American baseball player (1866–1937)

John Thomas Keefe (July 16, 1867 – August 10, 1937) was an American left-handed pitcher in Major League Baseball who played for the American Association Syracuse Stars in . Born in Fitchburg, Massachusetts, he attended the College of the Holy Cross.

In his only big league season, Keefe went 17 and 24 with a 4.32 earned run average in 43 games for the unimpressive 55 and 72 Stars. He started 41 games, completed 36 games and shutout two. In just over 352 innings, he gave up 355 hits, 234 runs and 169 earned runs.
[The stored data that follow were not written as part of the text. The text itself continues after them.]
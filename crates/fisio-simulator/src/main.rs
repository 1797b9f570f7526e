//! Desktop simulator for the fisio-rs acquisition pipeline.
//!
//! Runs the real `fisio-core` drivers, framer and decoder against synthetic
//! hardware, so calibration, flow/volume derivation and framing can be
//! watched without a board:
//!
//! - two emulated HX710B chips, bit-banged exactly like the real ones, fed
//!   by a sinusoidal breathing pattern
//! - an ECG front end on a fake 12-bit analog pin, with a lead-off period
//! - a transport that decodes every frame it is handed
//!
//! # Usage
//!
//! | Argument | Meaning        | Default |
//! |----------|----------------|---------|
//! | 1st      | seconds to run | 20      |
//!
//! Set `RUST_LOG=info` for the per-second summary, `RUST_LOG=debug` for
//! every frame.

use std::cell::RefCell;
use std::convert::Infallible;
use std::f32::consts::TAU;
use std::rc::Rc;
use std::time::{Duration, Instant};

use embassy_futures::block_on;
use embedded_hal::delay::DelayNs;
use embedded_hal::digital::{ErrorType, InputPin, OutputPin};
use log::{debug, info, warn};

use fisio_core::bus::Hx710b;
use fisio_core::config::{AnalogConfig, BusConfig, DeviceConfig, PressureConfig};
use fisio_core::dispatcher::Acquisition;
use fisio_core::hal::{AnalogInput, Clock, Transport};
use fisio_core::protocol::{FrameDecoder, SensorId};
use fisio_core::sensors::{DirectAnalogSensor, DualPressureSensor, LeadIds};

// ---------------------------------------------------------------------------
// Simulation constants
// ---------------------------------------------------------------------------

const DEFAULT_RUN_SECS: u64 = 20;

/// Pause between acquisition cycles.
const CYCLE_PERIOD: Duration = Duration::from_millis(1);

/// Interval between summary log lines.
const REPORT_INTERVAL: Duration = Duration::from_secs(1);

/// No airflow before this point, so calibration sees a still airway.
const QUIET_SECS: f32 = 1.0;

const BREATH_PERIOD_SECS: f32 = 4.0;
const PEAK_FLOW: f32 = 2.0;

/// Zero-flow raw counts of each pressure channel.
const RAW_OFFSETS: [i32; 2] = [152_000, -87_500];

/// Channel 2 sits slightly downstream and sees a bit less flow.
const CHANNEL_GAIN: [f32; 2] = [1.0, 0.95];

const NOISE_COUNTS: u32 = 15;

const HEART_RATE_BPM: f32 = 72.0;

/// LO+ electrode detached between these times, in seconds.
const LEAD_OFF_SECS: (f32, f32) = (9.0, 11.0);

// ---------------------------------------------------------------------------
// Host time
// ---------------------------------------------------------------------------

#[derive(Debug, Clone, Copy)]
struct HostClock {
    start: Instant,
}

impl HostClock {
    fn new() -> Self {
        Self {
            start: Instant::now(),
        }
    }

    fn secs(&self) -> f32 {
        self.start.elapsed().as_secs_f32()
    }
}

impl Clock for HostClock {
    fn now_micros(&self) -> u32 {
        self.start.elapsed().as_micros() as u32
    }

    fn now_millis(&self) -> u32 {
        self.start.elapsed().as_millis() as u32
    }
}

/// Sleeps for millisecond delays; bit timing of the emulated chips needs
/// no real wait.
#[derive(Debug, Clone, Copy)]
struct HostDelay;

impl DelayNs for HostDelay {
    fn delay_ns(&mut self, ns: u32) {
        if ns >= 1_000_000 {
            std::thread::sleep(Duration::from_nanos(u64::from(ns)));
        }
    }
}

// ---------------------------------------------------------------------------
// Breathing model
// ---------------------------------------------------------------------------

/// Flow at `t` seconds: still, then sinusoidal breaths (positive = exhale).
fn breath_flow(t: f32) -> f32 {
    if t < QUIET_SECS {
        return 0.0;
    }
    PEAK_FLOW * (TAU * (t - QUIET_SECS) / BREATH_PERIOD_SECS).sin()
}

/// Raw HX710B counts that produce `flow` through the pressure chain.
fn flow_to_counts(channel: usize, flow: f32, config: &PressureConfig) -> i32 {
    let flow = flow * CHANNEL_GAIN[channel];
    let kpa = (flow / config.flow_constant).powi(2).copysign(flow);
    RAW_OFFSETS[channel] + (kpa * config.division_factor / config.counts_to_kpa) as i32
}

// ---------------------------------------------------------------------------
// Emulated HX710B
// ---------------------------------------------------------------------------

#[derive(Debug, Clone, Copy, PartialEq, Eq)]
enum Phase {
    Idle,
    Armed,
    Shifting { pulses: u32 },
}

struct ChipState {
    channel: usize,
    clock: HostClock,
    config: PressureConfig,
    phase: Phase,
    sck_high: bool,
    latched: u32,
    noise: u32,
}

impl ChipState {
    fn next_noise(&mut self) -> i32 {
        // xorshift32
        self.noise ^= self.noise << 13;
        self.noise ^= self.noise >> 17;
        self.noise ^= self.noise << 5;
        (self.noise % (2 * NOISE_COUNTS + 1)) as i32 - NOISE_COUNTS as i32
    }

    fn latch(&mut self) {
        let flow = breath_flow(self.clock.secs());
        let counts = flow_to_counts(self.channel, flow, &self.config) + self.next_noise();
        self.latched = counts as u32 & 0xFF_FFFF;
    }
}

/// One emulated chip, split into its clock input and data output.
fn emulated_hx710b(
    channel: usize,
    clock: HostClock,
    config: PressureConfig,
) -> (EmulatedSck, EmulatedDout) {
    let state = Rc::new(RefCell::new(ChipState {
        channel,
        clock,
        config,
        phase: Phase::Idle,
        sck_high: false,
        latched: 0,
        noise: 0x9E37_79B9 ^ channel as u32,
    }));
    (
        EmulatedSck {
            state: state.clone(),
        },
        EmulatedDout { state },
    )
}

struct EmulatedSck {
    state: Rc<RefCell<ChipState>>,
}

impl ErrorType for EmulatedSck {
    type Error = Infallible;
}

impl OutputPin for EmulatedSck {
    fn set_high(&mut self) -> Result<(), Self::Error> {
        let mut chip = self.state.borrow_mut();
        if !chip.sck_high {
            let next = match chip.phase {
                Phase::Idle => Phase::Idle,
                Phase::Armed => {
                    chip.latch();
                    Phase::Shifting { pulses: 1 }
                }
                Phase::Shifting { pulses } => Phase::Shifting { pulses: pulses + 1 },
            };
            chip.phase = next;
        }
        chip.sck_high = true;
        Ok(())
    }

    fn set_low(&mut self) -> Result<(), Self::Error> {
        let mut chip = self.state.borrow_mut();
        if chip.sck_high {
            if let Phase::Shifting { pulses } = chip.phase {
                if pulses >= 25 {
                    chip.phase = Phase::Idle;
                }
            }
        }
        chip.sck_high = false;
        Ok(())
    }
}

struct EmulatedDout {
    state: Rc<RefCell<ChipState>>,
}

impl ErrorType for EmulatedDout {
    type Error = Infallible;
}

impl InputPin for EmulatedDout {
    fn is_high(&mut self) -> Result<bool, Self::Error> {
        let mut chip = self.state.borrow_mut();
        // A conversion is always waiting.
        if chip.phase == Phase::Idle {
            chip.phase = Phase::Armed;
        }
        Ok(match chip.phase {
            Phase::Shifting { pulses } if pulses <= 24 => (chip.latched >> (24 - pulses)) & 1 == 1,
            Phase::Shifting { .. } => true,
            _ => false,
        })
    }

    fn is_low(&mut self) -> Result<bool, Self::Error> {
        self.is_high().map(|high| !high)
    }
}

// ---------------------------------------------------------------------------
// Synthetic ECG front end
// ---------------------------------------------------------------------------

/// 12-bit codes of a PQRST-shaped trace centred at mid-scale.
struct SyntheticEcg {
    clock: HostClock,
}

impl SyntheticEcg {
    /// (position in beat, amplitude, width) of the P, Q, R, S and T waves.
    const WAVES: [(f32, f32, f32); 5] = [
        (0.20, 0.10, 0.025),
        (0.35, -0.15, 0.010),
        (0.38, 1.20, 0.012),
        (0.41, -0.25, 0.010),
        (0.65, 0.30, 0.040),
    ];

    fn millivolts(beat_phase: f32) -> f32 {
        Self::WAVES
            .iter()
            .map(|(center, amplitude, width)| {
                let x = (beat_phase - center) / width;
                amplitude * (-0.5 * x * x).exp()
            })
            .sum()
    }
}

impl AnalogInput for SyntheticEcg {
    type Error = Infallible;

    fn read_raw(&mut self) -> Result<u16, Self::Error> {
        let beat_phase = (self.clock.secs() * HEART_RATE_BPM / 60.0).fract();
        let code = 2048.0 + Self::millivolts(beat_phase) * 600.0;
        Ok(code.clamp(0.0, 4095.0) as u16)
    }
}

/// Electrode contact line: LOW while attached.
struct ContactLine {
    clock: HostClock,
    detaches: bool,
}

impl ErrorType for ContactLine {
    type Error = Infallible;
}

impl InputPin for ContactLine {
    fn is_high(&mut self) -> Result<bool, Self::Error> {
        let t = self.clock.secs();
        Ok(self.detaches && t >= LEAD_OFF_SECS.0 && t < LEAD_OFF_SECS.1)
    }

    fn is_low(&mut self) -> Result<bool, Self::Error> {
        self.is_high().map(|high| !high)
    }
}

// ---------------------------------------------------------------------------
// Receiving side
// ---------------------------------------------------------------------------

/// Feeds every frame through the streaming decoder, as the host would.
struct DecodingTransport {
    decoder: FrameDecoder,
    latest: [Option<f32>; 256],
    frames: u32,
    bytes: usize,
    decode_errors: u32,
}

impl DecodingTransport {
    fn new() -> Self {
        Self {
            decoder: FrameDecoder::new(),
            latest: [None; 256],
            frames: 0,
            bytes: 0,
            decode_errors: 0,
        }
    }

    fn latest(&self, id: SensorId) -> f32 {
        self.latest[u8::from(id) as usize].unwrap_or(f32::NAN)
    }
}

impl Transport for DecodingTransport {
    type Error = Infallible;

    async fn send(&mut self, frame: &[u8]) -> Result<(), Self::Error> {
        self.bytes += frame.len();
        self.decoder.extend(frame);

        while let Some(result) = self.decoder.next_frame() {
            match result {
                Ok(decoded) => {
                    self.frames += 1;
                    for sample in decoded.samples.iter() {
                        self.latest[sample.sensor_id as usize] = Some(sample.value);
                    }
                    debug!(
                        "Frame from {:#06x} at {} ms: {} samples",
                        decoded.identity.get(),
                        decoded.timestamp_ms,
                        decoded.samples.len()
                    );
                }
                Err(e) => {
                    self.decode_errors += 1;
                    warn!("Decoder rejected frame: {}", e);
                }
            }
        }
        Ok(())
    }
}

// ---------------------------------------------------------------------------
// Entry point
// ---------------------------------------------------------------------------

fn run_secs() -> u64 {
    match std::env::args().nth(1) {
        Some(arg) => arg.parse().unwrap_or_else(|_| {
            warn!("Invalid duration {:?}, using {} s", arg, DEFAULT_RUN_SECS);
            DEFAULT_RUN_SECS
        }),
        None => DEFAULT_RUN_SECS,
    }
}

fn main() {
    env_logger::init();

    let run_secs = run_secs();
    let device = DeviceConfig::DEFAULT;
    let pressure = PressureConfig::DEFAULT;
    let clock = HostClock::new();

    info!("Starting fisio-rs simulator");
    info!("Device ID: {:#06x}, running {} s", device.device_id, run_secs);

    let (sck_1, dout_1) = emulated_hx710b(0, clock, pressure);
    let (sck_2, dout_2) = emulated_hx710b(1, clock, pressure);

    let mut sensors = (
        DualPressureSensor::new(
            Hx710b::new(sck_1, dout_1, HostDelay, BusConfig::DEFAULT),
            Hx710b::new(sck_2, dout_2, HostDelay, BusConfig::DEFAULT),
            pressure,
        ),
        DirectAnalogSensor::ecg(SyntheticEcg { clock }, AnalogConfig::DEFAULT).with_lead_detect(
            ContactLine {
                clock,
                detaches: true,
            },
            ContactLine {
                clock,
                detaches: false,
            },
            LeadIds::ECG,
        ),
    );

    let mut acquisition = Acquisition::new(device.identity(), DecodingTransport::new(), clock);
    block_on(acquisition.start(&mut sensors));

    let deadline = Instant::now() + Duration::from_secs(run_secs);
    let mut last_report = Instant::now();
    let mut breath = 0u32;
    let mut peak_volume = 0.0f32;

    while Instant::now() < deadline {
        block_on(acquisition.run_cycle(&mut sensors));

        let transport = acquisition.transport();
        peak_volume = peak_volume.max(transport.latest(SensorId::Volume1));

        // Start every breath from zero volume.
        let t = clock.secs();
        if t >= QUIET_SECS {
            let current = ((t - QUIET_SECS) / BREATH_PERIOD_SECS) as u32;
            if current > breath {
                info!("Breath {}: peak volume {:.3}", breath + 1, peak_volume);
                sensors.0.reset_volume(&clock);
                breath = current;
                peak_volume = 0.0;
            }
        }

        if last_report.elapsed() >= REPORT_INTERVAL {
            let transport = acquisition.transport();
            info!(
                "t={:5.1}s  P1={:+.4} kPa F1={:+.3} V1={:+.3}  P2={:+.4} kPa F2={:+.3} V2={:+.3}  ECG={:4.0} LD+={} LD-={}",
                t,
                transport.latest(SensorId::Pressure1),
                transport.latest(SensorId::Flow1),
                transport.latest(SensorId::Volume1),
                transport.latest(SensorId::Pressure2),
                transport.latest(SensorId::Flow2),
                transport.latest(SensorId::Volume2),
                transport.latest(SensorId::EcgCh1),
                transport.latest(SensorId::EcgLeadPlus),
                transport.latest(SensorId::EcgLeadMinus),
            );
            last_report = Instant::now();
        }

        std::thread::sleep(CYCLE_PERIOD);
    }

    let stats = acquisition.stats();
    let transport = acquisition.transport();
    info!(
        "Done: {} cycles, {} frames sent, {} decoded ({} bytes), {} decode errors, {} samples dropped",
        stats.cycles,
        stats.frames_sent,
        transport.frames,
        transport.bytes,
        transport.decode_errors,
        stats.samples_dropped
    );
}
He walked 148 batters and struck out 120.

Keefe's 17 wins were second on the team, trailing behind Dan Casey's 19. Not only did his 24 losses lead the team, they also tied for the league lead. He finished ninth in the league in games, innings pitched and shutouts, eighth in the league in games started, complete games and batters faced (1431), seventh in hit batsmen with 17, sixth in hits allowed, fifth in walks allowed, fourth in home runs allowed (nine) and third in earned runs allowed.

As a batter, Keefe collected 30 hits in 157 at-bats for a .191 batting average. His fielding percentage was .955. A 22-year-old, he made his big league debut on April 28. He played his final game on October 11.

He is buried in St. Bernard Cemetery in Fitchburg, Massachusetts.

His birth date has been verified by SABR research.